== Exercise ==
Take the data below. Output it exactly from its first line through the line containing "temporary index files.".

== Data for this task ==
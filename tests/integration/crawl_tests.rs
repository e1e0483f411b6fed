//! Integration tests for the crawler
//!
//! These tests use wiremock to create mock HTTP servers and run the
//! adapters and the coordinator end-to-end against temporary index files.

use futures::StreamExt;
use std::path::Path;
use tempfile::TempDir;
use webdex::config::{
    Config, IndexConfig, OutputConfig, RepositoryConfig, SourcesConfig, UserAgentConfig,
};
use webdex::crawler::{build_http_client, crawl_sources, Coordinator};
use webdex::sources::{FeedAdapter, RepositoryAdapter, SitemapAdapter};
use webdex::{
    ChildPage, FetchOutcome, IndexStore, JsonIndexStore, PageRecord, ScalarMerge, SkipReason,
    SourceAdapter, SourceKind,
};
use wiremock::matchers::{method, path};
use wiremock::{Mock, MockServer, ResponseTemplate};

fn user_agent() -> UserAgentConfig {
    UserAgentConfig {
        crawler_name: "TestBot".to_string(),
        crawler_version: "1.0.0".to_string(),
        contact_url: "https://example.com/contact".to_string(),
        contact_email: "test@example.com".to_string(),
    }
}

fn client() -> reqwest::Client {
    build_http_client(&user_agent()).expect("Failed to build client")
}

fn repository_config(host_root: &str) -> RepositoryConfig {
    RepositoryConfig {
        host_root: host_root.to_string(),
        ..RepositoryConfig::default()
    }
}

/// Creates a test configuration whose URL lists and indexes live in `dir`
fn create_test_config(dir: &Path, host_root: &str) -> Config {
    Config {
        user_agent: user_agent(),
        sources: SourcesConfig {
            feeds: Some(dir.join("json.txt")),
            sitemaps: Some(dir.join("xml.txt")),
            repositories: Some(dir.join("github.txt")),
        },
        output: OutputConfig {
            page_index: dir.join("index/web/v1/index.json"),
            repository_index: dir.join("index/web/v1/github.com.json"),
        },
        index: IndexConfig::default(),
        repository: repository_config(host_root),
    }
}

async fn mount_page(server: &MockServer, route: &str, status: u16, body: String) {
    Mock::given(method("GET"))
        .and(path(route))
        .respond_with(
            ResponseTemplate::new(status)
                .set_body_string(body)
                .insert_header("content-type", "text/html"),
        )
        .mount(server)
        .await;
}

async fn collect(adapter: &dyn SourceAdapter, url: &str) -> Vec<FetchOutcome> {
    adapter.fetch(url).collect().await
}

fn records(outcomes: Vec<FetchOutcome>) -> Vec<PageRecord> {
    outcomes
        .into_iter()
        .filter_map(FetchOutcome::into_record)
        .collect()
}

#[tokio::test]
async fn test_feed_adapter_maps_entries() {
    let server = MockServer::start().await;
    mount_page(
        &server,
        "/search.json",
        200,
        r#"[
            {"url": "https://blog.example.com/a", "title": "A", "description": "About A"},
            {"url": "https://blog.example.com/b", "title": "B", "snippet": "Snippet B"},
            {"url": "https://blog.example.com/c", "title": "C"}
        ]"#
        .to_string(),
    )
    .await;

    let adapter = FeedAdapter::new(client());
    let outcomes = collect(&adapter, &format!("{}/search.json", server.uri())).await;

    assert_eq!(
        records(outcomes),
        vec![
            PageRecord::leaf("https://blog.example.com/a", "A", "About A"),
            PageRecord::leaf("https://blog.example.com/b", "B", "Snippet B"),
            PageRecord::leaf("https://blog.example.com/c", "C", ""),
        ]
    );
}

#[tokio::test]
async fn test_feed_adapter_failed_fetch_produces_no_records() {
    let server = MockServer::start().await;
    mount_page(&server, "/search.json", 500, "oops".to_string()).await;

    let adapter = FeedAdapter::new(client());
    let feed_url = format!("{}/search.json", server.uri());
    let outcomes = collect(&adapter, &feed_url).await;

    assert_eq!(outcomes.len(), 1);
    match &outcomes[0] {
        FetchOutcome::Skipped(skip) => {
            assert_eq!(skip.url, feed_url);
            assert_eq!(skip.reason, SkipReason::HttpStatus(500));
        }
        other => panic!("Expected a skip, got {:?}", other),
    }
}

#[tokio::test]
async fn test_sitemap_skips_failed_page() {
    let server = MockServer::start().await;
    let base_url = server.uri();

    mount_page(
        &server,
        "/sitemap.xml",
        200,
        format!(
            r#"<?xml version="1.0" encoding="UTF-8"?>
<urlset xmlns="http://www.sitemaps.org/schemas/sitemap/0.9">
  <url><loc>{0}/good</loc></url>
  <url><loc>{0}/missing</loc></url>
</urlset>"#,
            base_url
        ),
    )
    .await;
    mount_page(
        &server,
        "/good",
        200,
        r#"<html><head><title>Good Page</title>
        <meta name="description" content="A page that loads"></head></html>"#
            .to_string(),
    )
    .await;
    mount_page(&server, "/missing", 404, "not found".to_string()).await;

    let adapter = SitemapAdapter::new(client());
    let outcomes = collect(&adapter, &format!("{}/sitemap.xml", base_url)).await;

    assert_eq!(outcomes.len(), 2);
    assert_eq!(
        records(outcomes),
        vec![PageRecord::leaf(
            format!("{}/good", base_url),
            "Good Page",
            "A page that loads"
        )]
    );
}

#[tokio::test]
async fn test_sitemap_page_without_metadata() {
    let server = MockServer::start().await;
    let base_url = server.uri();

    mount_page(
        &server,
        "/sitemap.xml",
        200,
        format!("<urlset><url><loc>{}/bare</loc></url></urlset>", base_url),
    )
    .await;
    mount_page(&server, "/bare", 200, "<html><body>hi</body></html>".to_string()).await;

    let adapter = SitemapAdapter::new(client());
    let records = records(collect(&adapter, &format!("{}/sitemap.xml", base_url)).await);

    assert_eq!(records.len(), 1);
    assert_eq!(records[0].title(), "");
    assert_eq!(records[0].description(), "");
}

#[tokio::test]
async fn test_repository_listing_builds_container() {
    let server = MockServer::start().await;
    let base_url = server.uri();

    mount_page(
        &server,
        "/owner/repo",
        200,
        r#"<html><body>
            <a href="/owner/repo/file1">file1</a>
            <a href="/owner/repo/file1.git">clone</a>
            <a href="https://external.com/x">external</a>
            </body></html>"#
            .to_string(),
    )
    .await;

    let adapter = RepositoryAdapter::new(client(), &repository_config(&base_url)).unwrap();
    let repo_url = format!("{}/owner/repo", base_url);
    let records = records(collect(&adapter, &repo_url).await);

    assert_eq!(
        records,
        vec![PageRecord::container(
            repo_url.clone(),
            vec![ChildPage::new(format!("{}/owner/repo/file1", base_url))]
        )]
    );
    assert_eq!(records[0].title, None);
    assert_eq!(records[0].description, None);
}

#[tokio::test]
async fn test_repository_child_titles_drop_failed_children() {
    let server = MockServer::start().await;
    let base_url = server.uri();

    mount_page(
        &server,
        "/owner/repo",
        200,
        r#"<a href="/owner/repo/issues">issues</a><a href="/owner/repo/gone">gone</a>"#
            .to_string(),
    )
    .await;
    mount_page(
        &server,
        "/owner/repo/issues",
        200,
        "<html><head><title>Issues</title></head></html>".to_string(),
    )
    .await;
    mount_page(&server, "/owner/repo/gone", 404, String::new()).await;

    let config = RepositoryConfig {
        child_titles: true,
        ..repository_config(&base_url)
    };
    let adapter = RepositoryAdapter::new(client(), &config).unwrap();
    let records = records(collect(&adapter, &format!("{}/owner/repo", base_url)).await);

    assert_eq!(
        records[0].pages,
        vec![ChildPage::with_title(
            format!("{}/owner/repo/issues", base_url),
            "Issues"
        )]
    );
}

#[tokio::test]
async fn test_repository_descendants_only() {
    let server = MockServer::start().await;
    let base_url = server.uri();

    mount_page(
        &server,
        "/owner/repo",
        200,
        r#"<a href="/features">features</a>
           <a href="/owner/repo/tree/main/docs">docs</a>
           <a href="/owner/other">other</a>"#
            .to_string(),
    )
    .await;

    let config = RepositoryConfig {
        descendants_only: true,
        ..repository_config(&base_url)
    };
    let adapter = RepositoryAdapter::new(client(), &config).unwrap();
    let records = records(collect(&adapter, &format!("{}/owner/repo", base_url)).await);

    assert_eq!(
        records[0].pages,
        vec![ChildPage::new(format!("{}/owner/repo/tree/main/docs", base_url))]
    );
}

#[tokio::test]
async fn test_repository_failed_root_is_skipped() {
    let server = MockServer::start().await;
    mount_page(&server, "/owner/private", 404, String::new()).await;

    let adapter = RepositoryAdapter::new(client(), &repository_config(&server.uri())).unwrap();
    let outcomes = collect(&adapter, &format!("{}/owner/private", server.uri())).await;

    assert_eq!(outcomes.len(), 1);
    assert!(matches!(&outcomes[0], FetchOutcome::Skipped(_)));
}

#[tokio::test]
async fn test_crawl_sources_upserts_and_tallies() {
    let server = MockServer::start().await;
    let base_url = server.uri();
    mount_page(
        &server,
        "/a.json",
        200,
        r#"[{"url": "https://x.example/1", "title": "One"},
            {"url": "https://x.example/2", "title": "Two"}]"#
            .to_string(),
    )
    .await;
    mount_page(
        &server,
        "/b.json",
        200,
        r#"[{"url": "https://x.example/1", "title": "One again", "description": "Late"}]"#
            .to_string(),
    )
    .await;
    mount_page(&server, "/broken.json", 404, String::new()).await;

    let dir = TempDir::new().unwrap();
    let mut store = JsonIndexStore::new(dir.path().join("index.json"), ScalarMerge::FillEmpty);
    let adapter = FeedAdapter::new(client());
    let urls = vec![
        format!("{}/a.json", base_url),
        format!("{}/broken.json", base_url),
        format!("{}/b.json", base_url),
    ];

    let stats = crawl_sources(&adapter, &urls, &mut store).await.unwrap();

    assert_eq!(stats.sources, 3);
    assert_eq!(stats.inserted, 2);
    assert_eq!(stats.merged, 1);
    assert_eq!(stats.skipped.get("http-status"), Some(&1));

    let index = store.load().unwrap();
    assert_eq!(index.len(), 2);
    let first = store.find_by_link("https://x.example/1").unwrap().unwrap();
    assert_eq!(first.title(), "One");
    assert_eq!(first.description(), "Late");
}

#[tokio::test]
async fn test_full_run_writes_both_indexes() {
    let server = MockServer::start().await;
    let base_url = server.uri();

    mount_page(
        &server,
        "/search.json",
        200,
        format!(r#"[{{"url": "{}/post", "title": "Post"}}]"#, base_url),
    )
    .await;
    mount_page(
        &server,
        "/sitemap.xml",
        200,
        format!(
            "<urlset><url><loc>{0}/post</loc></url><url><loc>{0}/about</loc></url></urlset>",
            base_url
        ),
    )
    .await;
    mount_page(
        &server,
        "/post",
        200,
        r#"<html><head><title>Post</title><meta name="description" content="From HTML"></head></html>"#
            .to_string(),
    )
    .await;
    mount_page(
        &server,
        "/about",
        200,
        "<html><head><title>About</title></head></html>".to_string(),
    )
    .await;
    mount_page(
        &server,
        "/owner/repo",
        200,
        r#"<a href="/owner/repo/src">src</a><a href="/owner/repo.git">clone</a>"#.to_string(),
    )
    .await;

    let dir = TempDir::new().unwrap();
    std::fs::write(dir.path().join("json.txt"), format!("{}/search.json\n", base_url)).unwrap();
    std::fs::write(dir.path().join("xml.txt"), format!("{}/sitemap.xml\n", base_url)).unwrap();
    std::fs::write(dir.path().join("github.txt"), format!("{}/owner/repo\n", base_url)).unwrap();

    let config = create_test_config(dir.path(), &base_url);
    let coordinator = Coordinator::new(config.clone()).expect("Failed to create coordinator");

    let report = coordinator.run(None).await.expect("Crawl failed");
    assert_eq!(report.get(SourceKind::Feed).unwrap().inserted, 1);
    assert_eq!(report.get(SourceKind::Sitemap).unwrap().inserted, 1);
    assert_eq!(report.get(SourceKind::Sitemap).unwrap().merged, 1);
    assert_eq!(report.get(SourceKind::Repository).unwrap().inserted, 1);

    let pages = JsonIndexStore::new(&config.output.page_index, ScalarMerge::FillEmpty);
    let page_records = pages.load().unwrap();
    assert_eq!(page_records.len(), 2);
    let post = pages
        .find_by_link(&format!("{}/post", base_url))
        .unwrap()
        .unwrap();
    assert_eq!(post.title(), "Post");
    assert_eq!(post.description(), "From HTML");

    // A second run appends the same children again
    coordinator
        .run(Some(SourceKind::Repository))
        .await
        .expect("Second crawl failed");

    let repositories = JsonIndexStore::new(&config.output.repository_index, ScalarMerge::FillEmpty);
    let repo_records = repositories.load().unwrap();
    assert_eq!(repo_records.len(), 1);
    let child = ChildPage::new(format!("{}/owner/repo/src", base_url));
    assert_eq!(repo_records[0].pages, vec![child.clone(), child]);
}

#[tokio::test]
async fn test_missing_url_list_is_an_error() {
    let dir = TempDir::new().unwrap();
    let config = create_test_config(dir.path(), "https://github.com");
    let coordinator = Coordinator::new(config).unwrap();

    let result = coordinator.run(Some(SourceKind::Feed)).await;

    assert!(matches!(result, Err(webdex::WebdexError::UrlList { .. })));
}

== Solution for this exercise ==
filename tests/integration/crawl_tests.rs
repository e1e0483f411b6fed
//! Integration tests for the crawler
//!
//! These tests use wiremock to create mock HTTP servers and run the
//! adapters and the coordinator end-to-end against temporary index files.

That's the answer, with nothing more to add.